Enquanto ninguém aguenta mais as bandas repetitivas do Heavy Metal Melódico, o Almah decidiu se jogar de cabeça em um som mais agressivo e moderno, contando com uma ou outra balada e temas que fogem daquelas histórias épicas que tanto foram chupinhadas por aí.

Já na faixa de abertura, intitulada “Hypnotize” a velocidade já é imposta logo após a introdução e com uma levada bem visceral. Logo em seguida vem “Lifting and Drifting” também apostando em uma pegada longe daquilo que a banda principal, e Falaschi e Andreoli.

As guitarras de Marcelo Barbosa e Paulo Schroeber continuam falando grosso em “Days of the New”. Em “Bullets on the Altar”, a levada é mais cadenciada, sem apostar na velocidade, mas mantendo uma melodia mais grudenta e com guitarras mais sujas. O tema da música é o massacre de crianças em uma escola do Rio de Janeiro.

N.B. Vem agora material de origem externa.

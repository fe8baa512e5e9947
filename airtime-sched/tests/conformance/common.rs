//! Shared helpers for the conformance suite.

use airtime_core::constants::GUARD_TIME_US;
use airtime_sched::{
    Allocation, AllocationKind, PolicyKind, ReservationRequest, Scheduler, SchedulerConfig,
    TrafficFormat, TrafficSpec,
};

/// Cycle used throughout: no header phase, so the data phase spans the
/// whole 100 ms cycle and periodic intervals divide evenly.
pub const CYCLE_US: u32 = 100_000;
pub const GUARD: u32 = GUARD_TIME_US;

pub fn scheduler(kind: PolicyKind) -> Scheduler {
    Scheduler::new(SchedulerConfig::new(kind)).expect("default config is valid")
}

/// Drive the scheduler into its first data phase.
pub fn start(sched: &mut Scheduler) {
    sched.on_cycle_started(CYCLE_US, 0).expect("cycle start");
    sched.on_data_phase_started().expect("data phase start");
}

/// Cross one cycle boundary: the admission pipeline runs, then the next
/// data phase begins.
pub fn boundary(sched: &mut Scheduler) {
    sched.on_cycle_started(CYCLE_US, 0).expect("cycle start");
    sched.on_data_phase_started().expect("data phase start");
}

/// Isochronous reservation request.
pub fn iso(
    id: u8,
    source: u8,
    dest: u8,
    min: u32,
    max: u32,
    periods: u16,
    persistent: bool,
) -> ReservationRequest {
    ReservationRequest {
        source,
        dest,
        allocation_id: id,
        tspec: TrafficSpec::new(TrafficFormat::Isochronous, min, max, periods, persistent)
            .expect("test tspec is valid"),
    }
}

/// Reserved-period entries of the broadcast table, in table order.
pub fn reservations(sched: &Scheduler) -> Vec<Allocation> {
    sched
        .allocation_table()
        .iter()
        .filter(|a| a.kind == AllocationKind::ReservedPeriod)
        .copied()
        .collect()
}

/// Broadcast contention fillers as `(start, end)` spans, in table order.
pub fn fillers(sched: &Scheduler) -> Vec<(u32, u32)> {
    sched
        .allocation_table()
        .iter()
        .filter(|a| a.is_broadcast_filler())
        .map(|a| (a.start_us, a.start_us + a.block_duration_us))
        .collect()
}

/// Total width accounted by the table: guard-expanded reserved blocks
/// plus exact contention spans.
pub fn accounted_width(sched: &Scheduler) -> u32 {
    sched
        .allocation_table()
        .iter()
        .map(|a| {
            let guard = match a.kind {
                AllocationKind::ReservedPeriod => GUARD,
                AllocationKind::ContentionPeriod => 0,
            };
            (a.block_duration_us + guard) * u32::from(a.block_count)
        })
        .sum()
}

/// Assert that no two busy blocks of the table overlap.
pub fn assert_disjoint(sched: &Scheduler) {
    let mut blocks: Vec<(u32, u32)> = Vec::new();
    for a in sched.allocation_table() {
        let guard = match a.kind {
            AllocationKind::ReservedPeriod => GUARD,
            AllocationKind::ContentionPeriod => 0,
        };
        for block in a.busy_blocks(guard) {
            blocks.push((block.start, block.end));
        }
    }
    blocks.sort();
    for pair in blocks.windows(2) {
        assert!(
            pair[0].1 <= pair[1].0,
            "overlapping blocks: {:?} and {:?}",
            pair[0],
            pair[1]
        );
    }
}
//! Gap filling — converting leftover free time into broadcast CBAPs.
//!
//! Runs after the boundary request batch has been evaluated. Every
//! remaining free interval becomes one or more broadcast contention
//! allocations spanning exactly that interval; intervals wider than the
//! protocol's CBAP duration field are split into consecutive maximal
//! blocks. Afterwards the free-slot set is empty and every microsecond
//! of the data phase belongs to exactly one allocation.

use airtime_core::constants::{BROADCAST_AID, FILLER_ALLOCATION_ID, MAX_CBAP_BLOCK_US};
use airtime_core::{Allocation, AllocationKind, AllocationTable, FreeSlotSet};
use tracing::debug;

pub(crate) fn fill(table: &mut AllocationTable, slots: &mut FreeSlotSet) {
    let mut filled = 0u32;
    for slot in slots.slots() {
        let mut start = slot.start;
        while start < slot.end {
            let width = (slot.end - start).min(MAX_CBAP_BLOCK_US);
            table.push(Allocation {
                id: FILLER_ALLOCATION_ID,
                kind: AllocationKind::ContentionPeriod,
                persistent: true,
                source: BROADCAST_AID,
                dest: BROADCAST_AID,
                start_us: start,
                block_duration_us: width,
                block_period_us: 0,
                block_count: 1,
                announced: false,
            });
            start += width;
            filled += width;
        }
    }
    *slots = FreeSlotSet::empty();
    debug!(filled, "free slots converted to broadcast CBAP");
}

E quando você poderia acreditar que viria uma balada para acalmar, logo percebe que está enganado. Pois o ritmo segue forte e agora mais veloz com “Zombies Dictator”, que tem como convidado o vocalista Vctor Cutralle, da banda Furia Inc, soltando o gutural.

O Metal pesado segue na execução de “Trace of Trait”, primeiro single da banda tirada do Motion. A música já teve seu videoclipe lançado e marcou como um dos símbolos da nova linha do Almah. O Heavy Metal do barulhento continua em “Soul Alight”, enquanto na música seguinte chega a primeira balada com “Late Night of 85”.

Para finalizar há a participação de Thiago Bianchi, vocalista do Shaman, em “Daydream Lucidity”, enquanto “When and Why” é acústica, lenta e destoa um pouco do sentido que o Almah encara no álbum, encerrando a lista.

Mas saindo um pouco da música, o Almah também passou por problemas internos, como o problema de refluxo que prejudicou a voz de Edu Falaschi, que se opera agora em janeiro. E se não bastasse, um problema cardíaco do guitarrista Paulo Schoroeber assustou pouco e deixou o músico fora dos palcos no final da turnê.

Enfim, o Almah caprichou para lançar um álbum que pode ser divisor de águas na carreira da banda, com identidade, peso e melodia na medida correta. Muita banda maior, com mais nome e tempo de estrada segue na mesmice, enquanto o Almah foi criativo para tentar um passo adiante.